Task goal - Each line of the data needs to be transcribed exactly.

◇ ◇ ◇

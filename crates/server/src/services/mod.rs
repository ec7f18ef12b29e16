//! Remote API clients and shared retry policy.

pub mod backoff;
pub mod meta;
pub mod sheets;
pub mod shopify;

◇ ◇ ◇

Written solution -
filename crates/server/src/services/mod.rs
repository ec7f18ef12b29e16
//! Remote API clients and shared retry policy.

pub mod backoff;
pub mod meta;
pub mod sheets;
pub mod shopify;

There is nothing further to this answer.